** EXTRACTED RECORDS follows **
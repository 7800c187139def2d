//! LR items, states, closure, GOTO, and canonical-collection construction
//! (spec Section 4.3).
//!
//! Grounded on `closure`/`goto` in
//! `andrewbaxter-fork_rustemo/src/table.rs` (worklist-driven closure, dot
//! advance via symbol match) and on the canonical-collection discovery
//! loop in `original_source/parsers/clr.cpp`'s `computeStates` (linear scan
//! for an existing state with an identical item set, acceptable for the
//! grammar sizes this generator targets, per the reference's own Design
//! Notes on state identity).

use indexmap::{IndexMap, IndexSet};

use crate::grammar::Grammar;
use crate::index::{ProdIndex, StateIndex, StateVec};
use crate::sets::{first_of_sequence, FirstSets};
use crate::symbol::SymbolIndex;

/// Which of the four table-construction disciplines governs item
/// construction and (later) reduce-fill.
#[derive(Debug, Copy, Clone, PartialEq, Eq)]
pub enum Discipline {
    Lr0,
    Slr1,
    Lalr1,
    Clr1,
}

impl Discipline {
    /// LR(1) item construction (lookahead-carrying) is used by CLR(1) and
    /// LALR(1); LR(0) construction by LR(0) and SLR(1), per spec 4.3's
    /// last line.
    pub fn uses_lookahead(self) -> bool {
        matches!(self, Discipline::Lalr1 | Discipline::Clr1)
    }

    pub fn name(self) -> &'static str {
        match self {
            Discipline::Lr0 => "lr0",
            Discipline::Slr1 => "slr1",
            Discipline::Lalr1 => "lalr1",
            Discipline::Clr1 => "clr1",
        }
    }
}

impl std::str::FromStr for Discipline {
    type Err = String;

    fn from_str(s: &str) -> Result<Self, Self::Err> {
        match s.to_ascii_lowercase().as_str() {
            "lr0" => Ok(Discipline::Lr0),
            "slr1" => Ok(Discipline::Slr1),
            "lalr1" => Ok(Discipline::Lalr1),
            "clr1" => Ok(Discipline::Clr1),
            other => Err(format!("unknown discipline: {other}")),
        }
    }
}

/// `(lhs, rhs, dot[, lookahead])`. `lookahead` is `None` under LR(0)
/// construction and always `Some` under LR(1) construction; which is in
/// play for a given [`Item`] is determined by the [`Discipline`] that
/// built its owning state, not stored per-item.
#[derive(Debug, Clone, PartialEq, Eq, Hash)]
pub struct Item {
    pub prod: ProdIndex,
    pub dot: usize,
    pub lookahead: Option<SymbolIndex>,
}

impl Item {
    pub fn start(prod: ProdIndex, lookahead: Option<SymbolIndex>) -> Self {
        Item {
            prod,
            dot: 0,
            lookahead,
        }
    }

    pub fn dot_symbol(&self, grammar: &Grammar) -> Option<SymbolIndex> {
        grammar.production(self.prod).rhs.get(self.dot).copied()
    }

    pub fn is_complete(&self, grammar: &Grammar) -> bool {
        self.dot >= grammar.production(self.prod).rhs.len()
    }

    pub fn advanced(&self) -> Self {
        Item {
            prod: self.prod,
            dot: self.dot + 1,
            lookahead: self.lookahead,
        }
    }

    pub fn rest(&self, grammar: &Grammar) -> Vec<SymbolIndex> {
        grammar.production(self.prod).rhs[self.dot + 1..].to_vec()
    }
}

#[derive(Debug, Clone, Default, PartialEq, Eq)]
pub struct State {
    pub items: IndexSet<Item>,
}

/// Expands `items` under the closure operation of spec 4.3, for either
/// discipline. Under LR(0) (`discipline.uses_lookahead() == false`) a new
/// item is added per production of every non-terminal immediately after a
/// dot; under LR(1), each new item additionally carries every lookahead in
/// FIRST(β a), where β is the rest of the expanding item and `a` its own
/// lookahead.
pub fn closure(
    mut items: IndexSet<Item>,
    grammar: &Grammar,
    firsts: &FirstSets,
    discipline: Discipline,
) -> IndexSet<Item> {
    let mut worklist: Vec<Item> = items.iter().cloned().collect();

    while let Some(item) = worklist.pop() {
        let Some(b) = item.dot_symbol(grammar) else {
            continue;
        };
        if !grammar.symbols.is_nonterminal(b) {
            continue;
        }

        let lookaheads: Vec<Option<SymbolIndex>> = if discipline.uses_lookahead() {
            let beta = item.rest(grammar);
            let a = item.lookahead.expect("LR(1) item missing lookahead");
            first_of_sequence(firsts, &beta, a)
                .into_iter()
                .map(Some)
                .collect()
        } else {
            vec![None]
        };

        for prod in grammar.productions_of(b) {
            for &la in &lookaheads {
                let new_item = Item::start(prod, la);
                if items.insert(new_item.clone()) {
                    worklist.push(new_item);
                }
            }
        }
    }

    items
}

/// `GOTO(I, X)`: advance every item in `I` whose dot sits before `X`, then
/// take the closure. Returns `None` if no item in `I` advances on `X`.
pub fn goto(
    state: &State,
    symbol: SymbolIndex,
    grammar: &Grammar,
    firsts: &FirstSets,
    discipline: Discipline,
) -> Option<IndexSet<Item>> {
    let mut advanced = IndexSet::new();
    for item in &state.items {
        if item.dot_symbol(grammar) == Some(symbol) {
            advanced.insert(item.advanced());
        }
    }

    if advanced.is_empty() {
        None
    } else {
        Some(closure(advanced, grammar, firsts, discipline))
    }
}

/// Every symbol that appears immediately after a dot in some item of
/// `state`, in first-seen order (so transition discovery is deterministic
/// across runs).
fn symbols_after_dot(state: &State, grammar: &Grammar) -> Vec<SymbolIndex> {
    let mut seen = IndexSet::new();
    for item in &state.items {
        if let Some(sym) = item.dot_symbol(grammar) {
            seen.insert(sym);
        }
    }
    seen.into_iter().collect()
}

pub struct Collection {
    pub states: StateVec<State>,
    pub transitions: IndexMap<(StateIndex, SymbolIndex), StateIndex>,
}

/// Builds the canonical collection of item sets (spec 4.3). State identity
/// is set-equality over items, exactly as specified; a newly computed
/// GOTO set is matched against existing states by a linear scan (see this
/// module's doc comment).
pub fn canonical_collection(
    grammar: &Grammar,
    firsts: &FirstSets,
    discipline: Discipline,
) -> Collection {
    let start_lookahead = discipline.uses_lookahead().then_some(grammar.end_marker);
    let start_item = Item::start(ProdIndex(0), start_lookahead);
    let mut start_items = IndexSet::new();
    start_items.insert(start_item);
    let start_state = State {
        items: closure(start_items, grammar, firsts, discipline),
    };

    let mut states: StateVec<State> = StateVec::new();
    states.push(start_state);
    let mut transitions = IndexMap::new();

    let mut worklist = vec![StateIndex(0)];
    while let Some(idx) = worklist.pop() {
        let symbols = symbols_after_dot(&states[idx], grammar);
        for sym in symbols {
            let Some(target_items) = goto(&states[idx], sym, grammar, firsts, discipline) else {
                continue;
            };
            let target = State {
                items: target_items,
            };

            let existing = states.indices().find(|&i| states[i] == target);
            let target_idx = match existing {
                Some(i) => i,
                None => {
                    let i = states.push(target);
                    worklist.push(i);
                    i
                }
            };

            transitions.insert((idx, sym), target_idx);
        }
    }

    Collection {
        states,
        transitions,
    }
}

#[cfg(test)]
mod tests {
    use super::*;
    use crate::sets::first_sets;
    use pretty_assertions::assert_eq;

    fn lines(xs: &[&str]) -> Vec<String> {
        xs.iter().map(|s| s.to_string()).collect()
    }

    #[test]
    fn start_state_is_closed() {
        let g = crate::grammar::Grammar::from_lines(&lines(&["S -> a"]), 1).unwrap();
        let firsts = first_sets(&g);
        let collection = canonical_collection(&g, &firsts, Discipline::Lr0);
        let state0 = &collection.states[StateIndex(0)];
        let closed = closure(state0.items.clone(), &g, &firsts, Discipline::Lr0);
        assert_eq!(closed, state0.items);
    }

    #[test]
    fn lr1_closure_carries_lookahead() {
        let g = crate::grammar::Grammar::from_lines(&lines(&["S -> A", "A -> a"]), 1).unwrap();
        let firsts = first_sets(&g);
        let collection = canonical_collection(&g, &firsts, Discipline::Clr1);
        let state0 = &collection.states[StateIndex(0)];
        assert!(state0
            .items
            .iter()
            .any(|it| it.lookahead == Some(g.end_marker)));
    }
}
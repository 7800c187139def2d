//! Construction-time progress tracing.
//!
//! Silent by default; active when the CLI's `-v`/`--verbose` flag sets
//! [`set_verbose`], or unconditionally under `debug_assertions`. Never
//! affects ACTION/GOTO contents — purely observational, as in
//! `rustemo/src/glr/parser.rs`'s use of a `log!` macro around the GLR
//! frontier/reducer/shifter loop.

use std::sync::atomic::{AtomicBool, Ordering};

static VERBOSE: AtomicBool = AtomicBool::new(false);

pub fn set_verbose(verbose: bool) {
    VERBOSE.store(verbose, Ordering::Relaxed);
}

pub fn is_verbose() -> bool {
    cfg!(debug_assertions) || VERBOSE.load(Ordering::Relaxed)
}

/// Emits a trace line to stderr when tracing is active.
#[macro_export]
macro_rules! log {
    ($($args:tt)*) => {
        if $crate::trace::is_verbose() {
            eprintln!($($args)*);
        }
    };
}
** End of EXTRACTED RECORDS **
(PROBLEM DETAILS) Read the lines above. Gather those in which the string "linear" is found.

(RESPONSE FOR THIS EXERCISE)
//! loop in `original_source/parsers/clr.cpp`'s `computeStates` (linear scan
/// GOTO set is matched against existing states by a linear scan (see this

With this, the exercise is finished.